Le tribunal a annoncé la suspension de l’audience à 13h10 pour une reprise à 14h30 avec l’interrogatoire du soldat de 1re classe Amadou Ly. Avant de s’éclipser, Seidou Ouédraogo a également porté à la connaissance de l’assistance la deuxième liste des accusés (voir encadré) qui défileront à la barre à partir du vendredi 6 juillet 2018 à 9h car ce jeudi, il n’y a pas de procès.

 

San Evariste Barro

Abdoukarim Sawadogo

Aboubacar Dermé

 

Encadré

2e fournée le vendredi avec Rambo et le Touareg

 

Adjudant-chef Moussa Nébié, dit Rambo

Adjudant Ouékouri Kossè

Adjudant-chef Major Eloi Badiel

Sergent-chef Roger Joachim Damagna Koussoubé, dit Le Touareg

Soldat de 1e classe Boureima Zouré

 

Encadré

La théorie de la « baïonnette intelligente »

 

Depuis le début de l’audition des accusés, s'il y a une phrase qui revient comme un leitmotiv, c'est bien celle-là : « C'est mon supérieur hiérarchique, j'ai obéi à son ordre ». Le contraire nous aurait étonnés quand on sait que « la discipline faisant la force principale des armées, il importe que tout supérieur obtienne de ses subordonnés une obéissance entière, et une soumission de tous les instants, que tous les ordres soient exécutés littéralement, sans hésitation ni murmure ; l’autorité qui les donne en est responsable et la réclamation n’est permise au subordonné que lorsqu’il a obéi ». Mais l'usage excessif que le caporal Sami Dah en fait pour sa ligne de défense n'a pas été du goût du procureur militaire, qui n'a pas manqué de rappeler la théorie de la baïonnette intelligente. En droit pénal, c’est la condamnation de l'obéissance à un ordre manifestement illégal. La formulation évoque la situation du soldat (la baïonnette) qui doit refuser d'exécuter un ordre manifestement illégal (car même l'engagement militaire ne saurait faire disparaître la conscience - l'intelligence - de ses actes).

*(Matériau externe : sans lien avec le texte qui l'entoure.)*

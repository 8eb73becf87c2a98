//! Error types for build operations.
//!
//! This module defines the domain error enum shared by the container and
//! bundle builders, plus the context helpers used to attach failing paths
//! to low-level I/O errors.

use std::path::{Path, PathBuf};
use thiserror::Error;

/// Result type alias for build operations
pub type Result<T> = std::result::Result<T, Error>;

/// Errors produced while assembling containers and bundles.
#[derive(Error, Debug)]
pub enum Error {
    /// IO errors
    #[error("I/O error: {0}")]
    IoError(#[from] std::io::Error),

    /// IO error with the failing path attached
    #[error("I/O error while {action} at {}: {source}", .path.display())]
    PathIoError {
        /// What was being attempted
        action: String,
        /// Path that failed
        path: PathBuf,
        /// Underlying error
        source: std::io::Error,
    },

    /// Source path does not exist
    #[error("source path not found: {}", .0.display())]
    PathNotFound(PathBuf),

    /// Model root contained no model subdirectories
    #[error("no model directories found under {}", .0.display())]
    NoModelsFound(PathBuf),

    /// Serialized header does not match the precomputed layout.
    ///
    /// This indicates a defect in the offset algorithm itself and is never
    /// silently corrected.
    #[error("container header layout mismatch: wrote {actual} bytes, expected {expected}")]
    LayoutInconsistency {
        /// Precomputed header length
        expected: usize,
        /// Actual serialized length
        actual: usize,
    },

    /// A value did not fit the fixed-width binary field
    #[error("value out of range for {field}: {value}")]
    FieldOverflow {
        /// Binary field name
        field: &'static str,
        /// Offending value
        value: u64,
    },

    /// Name bytes in a fixed-width field were not valid UTF-8
    #[error("invalid UTF-8 in encoded name: {0}")]
    InvalidName(#[from] std::str::Utf8Error),

    /// An artifact the build already produced is missing at finalize time
    #[error("expected artifact missing after build: {}", .0.display())]
    MissingArtifact(PathBuf),

    /// JSON serialization errors
    #[error("JSON error: {0}")]
    Json(#[from] serde_json::Error),

    /// Generic errors
    #[error("{0}")]
    GenericError(String),
}

/// Bail out of the current function with a [`Error::GenericError`].
#[macro_export]
macro_rules! bail {
    ($($arg:tt)*) => {
        return Err($crate::bundler::Error::GenericError(format!($($arg)*)))
    };
}

/// Attach a static message to `None` / error values.
pub trait Context<T> {
    /// Convert into a [`Result`], using `msg` as the error text.
    fn context(self, msg: &str) -> Result<T>;
}

impl<T> Context<T> for Option<T> {
    fn context(self, msg: &str) -> Result<T> {
        self.ok_or_else(|| Error::GenericError(msg.to_string()))
    }
}

impl<T, E: std::fmt::Display> Context<T> for std::result::Result<T, E> {
    fn context(self, msg: &str) -> Result<T> {
        self.map_err(|e| Error::GenericError(format!("{msg}: {e}")))
    }
}

/// Attach the failing path and action to filesystem errors.
pub trait ErrorExt<T> {
    /// Wrap an `io::Error` as [`Error::PathIoError`].
    fn fs_context(self, action: &str, path: &Path) -> Result<T>;
}

impl<T> ErrorExt<T> for std::io::Result<T> {
    fn fs_context(self, action: &str, path: &Path) -> Result<T> {
        self.map_err(|source| Error::PathIoError {
            action: action.to_string(),
            path: path.to_path_buf(),
            source,
        })
    }
}
//! Build orchestration and coordination.
//!
//! This module provides the main [`BuildOrchestrator`] that sequences the
//! container and bundle builders against a scratch workspace.
//!
//! # Overview
//!
//! The orchestrator:
//! 1. Reads configuration from [`BuildSettings`](super::BuildSettings)
//! 2. Resolves and stages the requested model directories
//! 3. Packs the model container and derives the manifest
//! 4. Packs the asset bundle and copies it to the destination
//! 5. Returns a [`BuildReport`] with the final size
//!
//! # Module Organization
//!
//! - [`orchestrator`] - Main [`BuildOrchestrator`] struct and build steps

mod orchestrator;

pub use orchestrator::{BuildOrchestrator, BuildReport, BuildStep};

Les accusés sont donc prévenus même si un des avocats de la défense s'est offusqué en ces termes : « C'est trop facile de dire après le recul qu'il aurait dû faire ceci ou cela sans comprendre la situation dans laquelle l'accusé se trouvait ».

A.K.S.

A.D.

 

Encadré

Le procès ne prendra pas de vacances

 

Les vacances judiciaires sont subdivisées en deux temps : du 1er juillet au 15 août et du 16 août au 30 septembre. On se demandait si le tribunal militaire allait observer une suspension pour que les acteurs de la chaîne judiciaire puissent jouir de ce droit. Certains avocats avaient même soulevé cette préoccupation à la chambre de première instance qui devait rendre sa décision ce mercredi 4 juillet 2018. Dès l'entame de l'audience le président Seidou Ouédraogo a annoncé la poursuite du procès nonobstant  ces vacances au regard des enjeux.  « C'est une question de liberté et de dire le droit dans un délai raisonnable, cela est aussi un des principes du procès équitable », a-t-il souligné.

 

A.K.S.

A.D.

 

Encadré

Agent double

 

Le caporal Sami Dah a soutenu que sur instruction du sergent-chef Roger Koussoubé, il a été commis à la sécurité du général Gilbert Diendéré dans l'après-midi du 16 septembre 2015 jusqu'au 21 septembre où les loyalistes lui ont tendu un piège pour l’arrêter. Selon lui, durant les six jours son seul rôle n'a été qu'assurer la sécurité de «Golf». Pourtant dans sa déclaration dans la pièce i151, il disait avoir déjoué un premier coup d’Etat de concert avec le capitaine Flavien Kaboré qui se trouve être dans la sécurité de l'ex-PM, Yacouba Isaac Zida, ce qui avait permis à ce dernier de fuir avec son ministre de la Sécurité d'alors, Auguste Denise Barry. Il y précise même que les éléments du RSP, après l'échec de cette première tentative, ont pleuré de rage.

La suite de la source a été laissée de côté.